Slow can mean careful and thoughtful, but not in the educational and other systems as currently constituted.  Inside the belly of the educational system, we find that intelligence and ability are subdivided by time and thus pressure and stress.  We can't just be smart.  We have to be smart—fast.  Very young children and later adults feel they have to deal with the pressure of the inherent demands of time and the inevitable threat of failure—no speed, no smart.

 

We can imagine two children on the floor with the same number of toy pieces scattered about each.  We instruct both children to construct something out of the pieces that fulfills a certain criteria.  Child A looks carefully over the pieces, examines the function of each, tries out a few combinations, and two hours later comes up with something absolutely brilliant and original, something that fulfills and exceeds the given criteria.  Child B looks around with little interest, picks up a few pieces, puts them together with little enthusiasm, and comes up with something that barely satisfies the given criteria in forty-five minutes.  If we just look at the result, at the structures completed, which child looks smarter, more capable?[7]  Most of us would choose child A's work as the better of the two by most even objective standards.  However, what if this was an intelligence test with a time limit of forty-five minutes?  Who gets the higher score, that is, who appears the more intelligent than the other when divided and degraded by time?  Child B's work becomes the artifact of intelligence and ability.

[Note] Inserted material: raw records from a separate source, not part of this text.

use tally_types::ViewportIntent;

/// All possible actions in the application (command pattern)
#[derive(Clone, Debug, PartialEq, Eq)]
pub enum Action {
    // Navigation
    Navigate(ViewportIntent),
    Quit,

    // UI toggles
    ToggleHelp,
    ToggleTimestamps,
    ToggleSources,

    // Re-run ingestion now
    Reload,
}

That shows how dumb Child A really is.  In forty-five minutes, child A is just getting comfortable with the pieces and their possible forms, and has not completed anything.  Besides Child A feels very bad, very uneasy about the time problem and the feeling of failure that looms, so Child A, confused and pressed for time, moves a little more slowly than normal.  According to the systemic structures and rules that govern official intelligence and ability subdivided by time and stress, Child A is slow and therefore a perfect candidate for special education classes.  Everyone knows what "special" means in this context—dumb.  Slow equals dumb.

 

People rarely escape the external and internal stigma of that judgment, of that condemnation.  It's how school works.  It's how all testing works.  It's how people can feel dumb for life or fear having dumbness thrust upon them.